*WHAT YOU SHOULD DO*
Needed from the data below: every line from the one with "to cached/empty data." up to and including the one with "pub type Result<T>", repeated exactly and with nothing else.

*DATA IN THIS EXERCISE*

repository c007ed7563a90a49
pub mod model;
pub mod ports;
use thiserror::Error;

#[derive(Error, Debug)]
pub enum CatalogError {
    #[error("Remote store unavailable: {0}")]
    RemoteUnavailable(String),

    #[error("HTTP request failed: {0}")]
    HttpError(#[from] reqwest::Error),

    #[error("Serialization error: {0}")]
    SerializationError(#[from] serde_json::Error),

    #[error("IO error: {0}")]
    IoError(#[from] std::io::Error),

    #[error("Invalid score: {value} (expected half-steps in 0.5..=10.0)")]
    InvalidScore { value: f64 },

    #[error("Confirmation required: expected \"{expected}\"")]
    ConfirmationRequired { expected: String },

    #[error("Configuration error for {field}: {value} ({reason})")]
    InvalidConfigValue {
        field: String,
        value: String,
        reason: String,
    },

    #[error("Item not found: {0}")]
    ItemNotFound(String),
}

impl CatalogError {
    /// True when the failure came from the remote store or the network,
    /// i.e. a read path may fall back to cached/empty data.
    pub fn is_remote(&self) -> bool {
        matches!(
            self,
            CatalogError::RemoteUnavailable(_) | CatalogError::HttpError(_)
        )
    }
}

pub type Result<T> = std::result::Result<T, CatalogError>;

---

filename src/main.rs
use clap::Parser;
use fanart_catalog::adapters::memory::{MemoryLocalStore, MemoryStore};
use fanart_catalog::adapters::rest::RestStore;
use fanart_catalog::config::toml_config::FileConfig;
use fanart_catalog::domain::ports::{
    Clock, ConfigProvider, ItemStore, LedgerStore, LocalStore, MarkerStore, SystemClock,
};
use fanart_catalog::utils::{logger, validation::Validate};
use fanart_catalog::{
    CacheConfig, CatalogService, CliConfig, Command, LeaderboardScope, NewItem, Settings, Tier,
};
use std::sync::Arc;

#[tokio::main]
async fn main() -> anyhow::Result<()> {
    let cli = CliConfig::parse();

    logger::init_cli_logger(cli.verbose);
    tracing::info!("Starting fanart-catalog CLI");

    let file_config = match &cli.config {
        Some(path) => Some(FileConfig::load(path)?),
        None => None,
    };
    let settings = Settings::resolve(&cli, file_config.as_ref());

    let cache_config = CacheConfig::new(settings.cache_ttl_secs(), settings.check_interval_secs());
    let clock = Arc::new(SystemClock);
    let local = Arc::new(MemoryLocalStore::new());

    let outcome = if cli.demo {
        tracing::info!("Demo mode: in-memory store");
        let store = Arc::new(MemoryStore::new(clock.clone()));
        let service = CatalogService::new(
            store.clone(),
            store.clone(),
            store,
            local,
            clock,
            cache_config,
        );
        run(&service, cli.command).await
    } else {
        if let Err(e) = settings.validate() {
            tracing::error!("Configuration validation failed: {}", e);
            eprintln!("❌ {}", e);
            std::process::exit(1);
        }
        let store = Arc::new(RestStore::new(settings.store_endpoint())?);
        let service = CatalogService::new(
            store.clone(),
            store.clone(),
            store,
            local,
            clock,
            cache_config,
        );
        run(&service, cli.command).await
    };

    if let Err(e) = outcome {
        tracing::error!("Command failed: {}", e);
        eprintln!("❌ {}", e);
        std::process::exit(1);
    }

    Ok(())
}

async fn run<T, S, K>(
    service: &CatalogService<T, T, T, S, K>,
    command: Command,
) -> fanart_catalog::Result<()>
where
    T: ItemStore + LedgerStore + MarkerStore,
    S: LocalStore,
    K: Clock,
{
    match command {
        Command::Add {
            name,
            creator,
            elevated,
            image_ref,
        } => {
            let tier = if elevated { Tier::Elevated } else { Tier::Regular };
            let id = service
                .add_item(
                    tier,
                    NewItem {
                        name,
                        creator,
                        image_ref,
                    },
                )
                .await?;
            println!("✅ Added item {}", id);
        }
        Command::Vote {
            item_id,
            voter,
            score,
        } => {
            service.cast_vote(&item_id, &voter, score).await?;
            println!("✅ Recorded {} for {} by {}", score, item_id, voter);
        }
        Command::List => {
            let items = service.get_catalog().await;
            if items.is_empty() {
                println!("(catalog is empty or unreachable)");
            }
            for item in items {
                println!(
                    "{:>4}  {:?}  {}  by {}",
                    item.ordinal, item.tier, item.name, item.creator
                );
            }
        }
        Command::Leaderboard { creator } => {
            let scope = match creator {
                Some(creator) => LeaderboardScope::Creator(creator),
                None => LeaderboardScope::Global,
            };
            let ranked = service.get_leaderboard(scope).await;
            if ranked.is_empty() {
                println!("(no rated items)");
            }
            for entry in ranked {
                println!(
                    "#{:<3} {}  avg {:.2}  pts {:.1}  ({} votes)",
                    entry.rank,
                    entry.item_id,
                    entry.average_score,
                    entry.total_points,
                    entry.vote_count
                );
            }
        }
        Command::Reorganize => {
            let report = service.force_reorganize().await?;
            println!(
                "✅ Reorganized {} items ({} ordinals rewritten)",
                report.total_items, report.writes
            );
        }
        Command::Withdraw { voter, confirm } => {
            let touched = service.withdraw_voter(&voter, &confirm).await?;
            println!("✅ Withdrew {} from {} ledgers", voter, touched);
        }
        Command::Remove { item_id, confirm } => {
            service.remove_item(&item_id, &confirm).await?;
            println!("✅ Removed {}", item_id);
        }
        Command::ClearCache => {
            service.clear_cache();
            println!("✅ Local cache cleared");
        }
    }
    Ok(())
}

*RESULT OF THIS EXERCISE*
    /// i.e. a read path may fall back to cached/empty data.
    pub fn is_remote(&self) -> bool {
        matches!(
            self,
            CatalogError::RemoteUnavailable(_) | CatalogError::HttpError(_)
        )
    }
}

pub type Result<T> = std::result::Result<T, CatalogError>;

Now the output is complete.